L’architecture confère à l’abord de l’immeuble un aspect très « cathédrale », avec 10 m de hauteur sous plafond et un vaste hall d’accueil. Pénétrant dans le hall, les personnes doivent d’abord en traverser une vaste partie avant d’accéder au pôle d’accueil proprement dit.

Je pense habiller les murs pour tempérer l’austérité du lieu, en alléger l’ambiance, et tirer profit de la circulation des personnes pour jouer avec leur image. Cette exploitation du mouvement me semble d’autant plus légitime que ce bâtiment est destiné à abriter le siège d’Alstom Transports, associé au monde du voyage, au TGV… Je me propose, à mon tour, d’en emmener les usagers dans d’autres paysages.

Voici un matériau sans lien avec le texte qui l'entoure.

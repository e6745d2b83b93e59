use super::value_objects::AgentStatus;
use chrono::{DateTime, Utc};
use serde::{Deserialize, Serialize};
use uuid::Uuid;

/// An autonomous actor capable of performing named actions
///
/// Agents belong to exactly one workspace. Teams and workflow steps hold
/// references to agents by id; deleting a team never touches its agents.
///
/// # Example
/// ```
/// use ghostpirates_orchestrator::domain::agent::{Agent, AgentStatus};
/// use uuid::Uuid;
///
/// let mut agent = Agent::new(Uuid::new_v4(), "Scout".to_string(), "research".to_string())
///     .expect("valid agent");
/// assert_eq!(agent.status, AgentStatus::Draft);
///
/// agent.activate().expect("draft agents can be activated");
/// assert!(agent.is_active());
/// ```
#[derive(Debug, Clone, Serialize, Deserialize)]
pub struct Agent {
    pub id: Uuid,
    pub workspace_id: Uuid,
    pub name: String,
    /// Capability tag, e.g. "research" or "copywriting"
    pub capability: String,
    pub status: AgentStatus,
    /// Optional persona instructions prepended to every completion
    pub instructions: Option<String>,
    pub created_at: DateTime<Utc>,
    pub updated_at: DateTime<Utc>,
}

impl Agent {
    /// Creates a new agent in `Draft` status
    ///
    /// # Business Rules Enforced
    /// - Name must not be blank
    /// - Capability tag must not be blank
    pub fn new(workspace_id: Uuid, name: String, capability: String) -> Result<Self, String> {
        if name.trim().is_empty() {
            return Err("Agent name cannot be empty".to_string());
        }
        if capability.trim().is_empty() {
            return Err("Agent capability cannot be empty".to_string());
        }

        let now = Utc::now();
        Ok(Self {
            id: Uuid::new_v4(),
            workspace_id,
            name: name.trim().to_string(),
            capability: capability.trim().to_lowercase(),
            status: AgentStatus::Draft,
            instructions: None,
            created_at: now,
            updated_at: now,
        })
    }

    /// Sets persona instructions for the agent
    pub fn with_instructions(mut self, instructions: impl Into<String>) -> Self {
        self.instructions = Some(instructions.into());
        self
    }

    pub fn activate(&mut self) -> Result<(), String> {
        self.transition(AgentStatus::Active)
    }

    pub fn pause(&mut self) -> Result<(), String> {
        self.transition(AgentStatus::Paused)
    }

    pub fn archive(&mut self) -> Result<(), String> {
        self.transition(AgentStatus::Archived)
    }

    /// Moves the agent to `next`, enforcing the lifecycle rules
    pub fn transition(&mut self, next: AgentStatus) -> Result<(), String> {
        if !self.status.can_transition_to(next) {
            return Err(format!(
                "Cannot move agent from {} to {}",
                self.status, next
            ));
        }
        self.status = next;
        self.updated_at = Utc::now();
        Ok(())
    }

    pub fn is_active(&self) -> bool {
        self.status == AgentStatus::Active
    }
}

#[cfg(test)]
mod tests {
    use super::*;

    #[test]
    fn create_agent_with_valid_fields() {
        let workspace_id = Uuid::new_v4();
        let agent = Agent::new(workspace_id, " Scout ".to_string(), "Research".to_string()).unwrap();

        assert_eq!(agent.workspace_id, workspace_id);
        assert_eq!(agent.name, "Scout");
        assert_eq!(agent.capability, "research");
        assert_eq!(agent.status, AgentStatus::Draft);
        assert!(!agent.is_active());
    }

    #[test]
    fn create_agent_with_blank_name_fails() {
        let result = Agent::new(Uuid::new_v4(), "  ".to_string(), "research".to_string());

        assert!(result.unwrap_err().contains("name cannot be empty"));
    }

    #[test]
    fn create_agent_with_blank_capability_fails() {
        let result = Agent::new(Uuid::new_v4(), "Scout".to_string(), "".to_string());

        assert!(result.is_err());
    }

    #[test]
    fn archived_agent_cannot_be_reactivated() {
        let mut agent = Agent::new(Uuid::new_v4(), "Scout".to_string(), "research".to_string()).unwrap();
        agent.activate().unwrap();
        agent.archive().unwrap();

        let result = agent.activate();
        assert!(result.unwrap_err().contains("archived"));
    }
}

Le projet initial de bas-relief est écarté au bénéfice d’une installation plus aérienne, issue d’une inspiration graphique liée à la montagne, et travaillée en vide lové au sein d’un plein. Un échange permanent et équitable a lieu entre la mystérieuse immatérialité du vide et ses contours sensibles : elle leur accorde présence et reçoit simultanément de semblables pouvoirs perceptifs.

La montagne est ainsi suggérée en creux dans un parallélépipède rectangle, invisible d’un certain point de vue, qui se révèle au cours du déplacement, découvrant son volume (0,17 m de largeur x 1 m de profondeur x 5,20 m de haut), et se dédoublant grâce aux tôles inox polies, miroir du mur. L’effet et les détails de la réflexion du verre offrent au regard un voyage à perte de vue, au gré des lignes produites en volutes infinies, jouant de ce qui est réfléchi, de ce qui réfléchit ; de ce qui est plein, de ce qui est creux.

Le nom de Persona — en hommage au film d’Ingmar Bergman — renvoie à un ailleurs insulaire, une fraction de terre sortant de l’eau, tel un iceberg dont on devine la part immergée, rendue partiellement visible par le reflet aquatique.

L’entreprise GOUDE GLASS relève le défi d’assembler les 17 couches de verre par le procédé du verre feuilleté sur des volumes aux formes irrégulières et complexes. L’ensemble des 2 blocs est fixé perpendiculairement au mur par des verrins de serrage cachés derrière les miroirs.

17 plaques de verre clair évidées et feuilletées de 8 mm d’épaisseur sont fixées perpendiculairement sur un mur de 10 mètres de haut par 5 mètres de large, habillé de tôles inox poli miroir. 0,17 x 1,00 x 5,20 m, 1400 kg.